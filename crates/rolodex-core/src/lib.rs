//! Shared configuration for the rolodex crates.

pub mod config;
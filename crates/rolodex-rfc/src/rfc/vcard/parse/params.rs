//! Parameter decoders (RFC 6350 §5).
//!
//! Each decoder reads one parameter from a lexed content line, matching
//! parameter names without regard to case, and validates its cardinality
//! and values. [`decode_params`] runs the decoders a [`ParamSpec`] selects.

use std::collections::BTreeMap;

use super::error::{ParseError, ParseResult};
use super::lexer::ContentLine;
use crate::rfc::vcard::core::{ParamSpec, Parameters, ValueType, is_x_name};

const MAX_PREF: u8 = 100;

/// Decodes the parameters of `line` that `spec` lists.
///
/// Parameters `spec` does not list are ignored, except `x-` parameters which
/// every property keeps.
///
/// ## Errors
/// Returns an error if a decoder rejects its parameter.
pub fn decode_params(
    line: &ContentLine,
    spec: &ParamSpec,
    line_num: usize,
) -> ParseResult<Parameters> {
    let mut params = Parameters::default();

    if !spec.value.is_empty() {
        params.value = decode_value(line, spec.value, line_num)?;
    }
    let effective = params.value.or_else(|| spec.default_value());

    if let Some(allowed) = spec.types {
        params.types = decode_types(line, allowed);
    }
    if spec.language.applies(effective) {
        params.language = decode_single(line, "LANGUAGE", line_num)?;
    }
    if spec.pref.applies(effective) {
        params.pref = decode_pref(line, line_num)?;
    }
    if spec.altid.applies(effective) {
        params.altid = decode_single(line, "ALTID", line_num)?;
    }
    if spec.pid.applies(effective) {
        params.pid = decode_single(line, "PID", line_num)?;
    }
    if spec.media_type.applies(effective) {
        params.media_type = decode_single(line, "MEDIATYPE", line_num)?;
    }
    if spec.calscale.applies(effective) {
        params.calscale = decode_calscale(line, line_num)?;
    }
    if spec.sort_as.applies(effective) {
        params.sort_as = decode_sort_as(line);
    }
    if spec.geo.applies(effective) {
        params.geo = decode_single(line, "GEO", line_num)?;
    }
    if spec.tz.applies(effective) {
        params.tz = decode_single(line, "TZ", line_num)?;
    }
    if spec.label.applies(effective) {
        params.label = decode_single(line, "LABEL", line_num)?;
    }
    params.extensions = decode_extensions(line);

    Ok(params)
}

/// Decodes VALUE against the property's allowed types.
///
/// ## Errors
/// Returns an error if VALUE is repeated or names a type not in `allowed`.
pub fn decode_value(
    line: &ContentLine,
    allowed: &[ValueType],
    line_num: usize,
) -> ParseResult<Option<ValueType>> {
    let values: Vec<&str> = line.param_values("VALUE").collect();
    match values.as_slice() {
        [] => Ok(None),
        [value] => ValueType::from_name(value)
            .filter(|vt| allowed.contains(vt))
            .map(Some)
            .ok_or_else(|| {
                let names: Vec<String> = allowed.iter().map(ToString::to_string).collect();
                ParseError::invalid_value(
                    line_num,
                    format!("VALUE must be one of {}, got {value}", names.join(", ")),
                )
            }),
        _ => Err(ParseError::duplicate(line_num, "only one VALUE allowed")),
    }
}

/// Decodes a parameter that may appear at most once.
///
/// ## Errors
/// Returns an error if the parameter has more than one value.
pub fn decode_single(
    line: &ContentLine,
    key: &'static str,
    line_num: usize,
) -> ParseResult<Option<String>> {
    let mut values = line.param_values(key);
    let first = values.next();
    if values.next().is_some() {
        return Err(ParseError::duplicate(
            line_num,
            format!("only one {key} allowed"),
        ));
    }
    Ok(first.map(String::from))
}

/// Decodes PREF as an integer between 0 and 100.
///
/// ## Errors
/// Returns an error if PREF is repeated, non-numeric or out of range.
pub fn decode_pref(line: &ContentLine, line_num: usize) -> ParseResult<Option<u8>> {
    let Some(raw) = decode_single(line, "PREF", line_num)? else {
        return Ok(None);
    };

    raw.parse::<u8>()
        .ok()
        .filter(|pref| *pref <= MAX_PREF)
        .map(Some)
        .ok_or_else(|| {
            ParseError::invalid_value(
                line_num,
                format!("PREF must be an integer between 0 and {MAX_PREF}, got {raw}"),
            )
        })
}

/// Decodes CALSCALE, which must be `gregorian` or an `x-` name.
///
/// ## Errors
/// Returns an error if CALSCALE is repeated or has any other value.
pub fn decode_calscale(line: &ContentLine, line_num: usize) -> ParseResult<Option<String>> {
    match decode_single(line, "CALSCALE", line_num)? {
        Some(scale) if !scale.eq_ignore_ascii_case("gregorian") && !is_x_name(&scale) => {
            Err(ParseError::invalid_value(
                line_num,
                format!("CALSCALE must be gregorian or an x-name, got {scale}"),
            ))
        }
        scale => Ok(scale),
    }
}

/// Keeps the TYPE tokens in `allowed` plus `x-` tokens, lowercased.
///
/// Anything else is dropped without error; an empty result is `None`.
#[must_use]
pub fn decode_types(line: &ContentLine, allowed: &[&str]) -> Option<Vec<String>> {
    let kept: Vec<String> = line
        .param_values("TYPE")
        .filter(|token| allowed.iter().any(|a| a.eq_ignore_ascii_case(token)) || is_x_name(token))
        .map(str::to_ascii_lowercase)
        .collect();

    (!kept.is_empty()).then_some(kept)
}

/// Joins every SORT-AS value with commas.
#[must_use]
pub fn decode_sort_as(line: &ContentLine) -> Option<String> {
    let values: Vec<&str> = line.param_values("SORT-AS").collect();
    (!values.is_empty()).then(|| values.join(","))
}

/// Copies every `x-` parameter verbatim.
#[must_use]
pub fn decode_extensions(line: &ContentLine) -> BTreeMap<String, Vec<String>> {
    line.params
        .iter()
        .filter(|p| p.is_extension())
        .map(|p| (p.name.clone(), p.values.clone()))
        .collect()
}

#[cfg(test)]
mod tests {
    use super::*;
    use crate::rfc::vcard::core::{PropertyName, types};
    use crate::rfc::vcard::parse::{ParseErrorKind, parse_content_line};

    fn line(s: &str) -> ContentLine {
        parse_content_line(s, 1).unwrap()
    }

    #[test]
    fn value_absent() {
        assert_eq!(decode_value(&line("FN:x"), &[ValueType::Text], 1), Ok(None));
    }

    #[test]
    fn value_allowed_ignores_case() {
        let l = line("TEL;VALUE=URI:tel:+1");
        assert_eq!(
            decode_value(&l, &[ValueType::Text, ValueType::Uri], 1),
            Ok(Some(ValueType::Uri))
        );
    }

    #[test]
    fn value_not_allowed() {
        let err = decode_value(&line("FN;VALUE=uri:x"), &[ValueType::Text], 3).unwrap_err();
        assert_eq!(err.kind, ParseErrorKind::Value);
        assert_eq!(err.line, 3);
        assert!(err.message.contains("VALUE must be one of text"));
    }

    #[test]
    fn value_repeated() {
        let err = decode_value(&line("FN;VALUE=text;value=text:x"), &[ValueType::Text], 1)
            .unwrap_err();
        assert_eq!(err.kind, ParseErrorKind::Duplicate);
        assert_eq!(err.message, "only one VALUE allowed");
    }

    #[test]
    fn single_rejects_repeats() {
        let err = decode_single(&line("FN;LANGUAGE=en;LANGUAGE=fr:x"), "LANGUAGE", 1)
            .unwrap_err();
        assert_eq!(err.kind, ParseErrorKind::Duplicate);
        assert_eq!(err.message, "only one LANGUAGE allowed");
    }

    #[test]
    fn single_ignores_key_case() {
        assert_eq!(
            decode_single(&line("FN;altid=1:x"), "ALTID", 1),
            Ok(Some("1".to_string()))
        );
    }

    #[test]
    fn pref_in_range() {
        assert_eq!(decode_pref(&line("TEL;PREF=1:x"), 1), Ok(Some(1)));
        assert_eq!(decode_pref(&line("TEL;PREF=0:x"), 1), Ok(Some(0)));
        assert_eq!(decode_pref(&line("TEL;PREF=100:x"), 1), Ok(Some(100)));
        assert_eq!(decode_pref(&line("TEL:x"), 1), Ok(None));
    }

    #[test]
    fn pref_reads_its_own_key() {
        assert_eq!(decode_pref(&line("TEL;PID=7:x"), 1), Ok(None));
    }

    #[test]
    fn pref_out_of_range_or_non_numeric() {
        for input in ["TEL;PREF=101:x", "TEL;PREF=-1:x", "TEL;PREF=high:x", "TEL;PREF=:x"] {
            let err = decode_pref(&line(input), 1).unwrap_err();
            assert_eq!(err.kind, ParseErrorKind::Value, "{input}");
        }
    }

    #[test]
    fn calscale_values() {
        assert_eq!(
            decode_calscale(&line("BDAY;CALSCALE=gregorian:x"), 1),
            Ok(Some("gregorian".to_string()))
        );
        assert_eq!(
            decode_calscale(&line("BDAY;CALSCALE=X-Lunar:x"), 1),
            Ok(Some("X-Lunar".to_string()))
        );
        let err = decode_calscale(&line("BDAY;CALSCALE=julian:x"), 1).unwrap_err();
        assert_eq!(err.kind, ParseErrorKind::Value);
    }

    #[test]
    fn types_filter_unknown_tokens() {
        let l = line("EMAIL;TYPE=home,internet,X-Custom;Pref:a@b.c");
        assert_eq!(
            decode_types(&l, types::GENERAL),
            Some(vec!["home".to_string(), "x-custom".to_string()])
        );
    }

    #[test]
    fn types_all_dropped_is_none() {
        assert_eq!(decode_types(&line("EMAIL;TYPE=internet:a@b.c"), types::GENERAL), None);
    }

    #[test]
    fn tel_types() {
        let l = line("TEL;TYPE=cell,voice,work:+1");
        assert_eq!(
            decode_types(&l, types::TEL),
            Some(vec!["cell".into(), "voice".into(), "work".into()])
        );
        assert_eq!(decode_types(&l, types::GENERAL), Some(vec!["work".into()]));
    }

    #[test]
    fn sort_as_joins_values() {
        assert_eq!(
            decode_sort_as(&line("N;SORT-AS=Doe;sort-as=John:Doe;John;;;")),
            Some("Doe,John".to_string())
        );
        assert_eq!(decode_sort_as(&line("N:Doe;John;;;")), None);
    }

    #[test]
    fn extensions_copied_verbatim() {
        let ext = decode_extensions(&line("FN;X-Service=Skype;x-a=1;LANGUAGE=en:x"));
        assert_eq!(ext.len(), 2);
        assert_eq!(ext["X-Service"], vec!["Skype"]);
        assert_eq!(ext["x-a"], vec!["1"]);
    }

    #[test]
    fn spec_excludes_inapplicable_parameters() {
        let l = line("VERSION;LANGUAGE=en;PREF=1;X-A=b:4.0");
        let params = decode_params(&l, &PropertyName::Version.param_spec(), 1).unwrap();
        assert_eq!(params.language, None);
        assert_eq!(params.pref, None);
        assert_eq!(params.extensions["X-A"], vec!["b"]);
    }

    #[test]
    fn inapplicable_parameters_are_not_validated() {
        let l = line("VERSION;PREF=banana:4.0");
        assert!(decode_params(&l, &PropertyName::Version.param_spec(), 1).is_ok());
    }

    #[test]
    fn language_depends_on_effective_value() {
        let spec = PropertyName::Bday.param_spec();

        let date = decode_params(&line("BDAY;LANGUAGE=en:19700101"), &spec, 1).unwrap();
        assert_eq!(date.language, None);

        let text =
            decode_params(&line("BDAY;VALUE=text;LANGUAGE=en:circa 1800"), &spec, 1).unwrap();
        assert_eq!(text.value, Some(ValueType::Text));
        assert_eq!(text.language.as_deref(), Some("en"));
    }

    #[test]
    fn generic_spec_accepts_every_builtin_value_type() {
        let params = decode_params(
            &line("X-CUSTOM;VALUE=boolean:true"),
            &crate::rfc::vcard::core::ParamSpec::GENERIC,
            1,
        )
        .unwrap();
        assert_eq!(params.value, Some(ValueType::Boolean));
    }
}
...
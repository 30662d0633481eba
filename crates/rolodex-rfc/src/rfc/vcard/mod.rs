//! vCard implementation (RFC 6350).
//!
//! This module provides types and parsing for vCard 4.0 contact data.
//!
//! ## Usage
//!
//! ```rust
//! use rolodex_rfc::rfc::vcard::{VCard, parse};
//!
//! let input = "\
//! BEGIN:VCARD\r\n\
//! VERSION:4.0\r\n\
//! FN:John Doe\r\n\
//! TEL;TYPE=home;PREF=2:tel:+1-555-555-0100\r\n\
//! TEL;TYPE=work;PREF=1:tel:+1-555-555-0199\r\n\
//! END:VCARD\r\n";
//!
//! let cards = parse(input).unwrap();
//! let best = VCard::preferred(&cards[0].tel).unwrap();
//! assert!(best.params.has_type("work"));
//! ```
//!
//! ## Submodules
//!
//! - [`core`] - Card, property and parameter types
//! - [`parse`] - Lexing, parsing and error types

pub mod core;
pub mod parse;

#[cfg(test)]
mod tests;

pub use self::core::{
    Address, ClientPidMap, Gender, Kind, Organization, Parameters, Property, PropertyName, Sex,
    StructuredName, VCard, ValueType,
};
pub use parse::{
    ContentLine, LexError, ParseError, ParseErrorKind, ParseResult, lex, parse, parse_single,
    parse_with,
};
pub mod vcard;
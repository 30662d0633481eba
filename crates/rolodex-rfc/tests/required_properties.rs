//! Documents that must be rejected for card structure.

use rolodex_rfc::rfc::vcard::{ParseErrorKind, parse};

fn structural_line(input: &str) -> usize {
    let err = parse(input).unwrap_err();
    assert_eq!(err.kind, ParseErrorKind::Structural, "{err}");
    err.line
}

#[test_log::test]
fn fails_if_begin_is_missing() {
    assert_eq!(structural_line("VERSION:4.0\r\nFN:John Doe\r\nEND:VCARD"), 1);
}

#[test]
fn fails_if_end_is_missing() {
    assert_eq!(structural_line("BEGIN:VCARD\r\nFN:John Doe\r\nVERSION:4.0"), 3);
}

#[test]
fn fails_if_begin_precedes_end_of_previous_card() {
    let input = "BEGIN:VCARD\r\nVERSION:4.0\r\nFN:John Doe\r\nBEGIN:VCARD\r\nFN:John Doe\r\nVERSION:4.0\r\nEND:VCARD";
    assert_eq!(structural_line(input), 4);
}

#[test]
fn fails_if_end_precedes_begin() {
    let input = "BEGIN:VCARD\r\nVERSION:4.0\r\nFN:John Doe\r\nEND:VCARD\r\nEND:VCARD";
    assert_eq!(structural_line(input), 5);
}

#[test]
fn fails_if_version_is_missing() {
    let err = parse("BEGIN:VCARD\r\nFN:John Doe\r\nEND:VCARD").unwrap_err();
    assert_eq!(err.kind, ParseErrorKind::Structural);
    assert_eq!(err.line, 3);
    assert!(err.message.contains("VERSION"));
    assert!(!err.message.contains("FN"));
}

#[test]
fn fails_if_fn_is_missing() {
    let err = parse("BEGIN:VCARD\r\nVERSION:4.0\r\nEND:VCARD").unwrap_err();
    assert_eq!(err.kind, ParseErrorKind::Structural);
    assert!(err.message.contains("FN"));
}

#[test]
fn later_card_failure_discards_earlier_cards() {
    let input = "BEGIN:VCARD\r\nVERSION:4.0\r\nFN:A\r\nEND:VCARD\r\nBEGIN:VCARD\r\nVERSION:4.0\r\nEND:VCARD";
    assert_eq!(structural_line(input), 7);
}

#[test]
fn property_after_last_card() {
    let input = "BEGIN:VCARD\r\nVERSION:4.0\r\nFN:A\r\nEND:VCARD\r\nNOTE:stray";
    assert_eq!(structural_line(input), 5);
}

● ABOUT THIS TASK:
The word "contains" may turn up on some lines of these records; say how many, with no other words.

● TASK OUTPUT:
5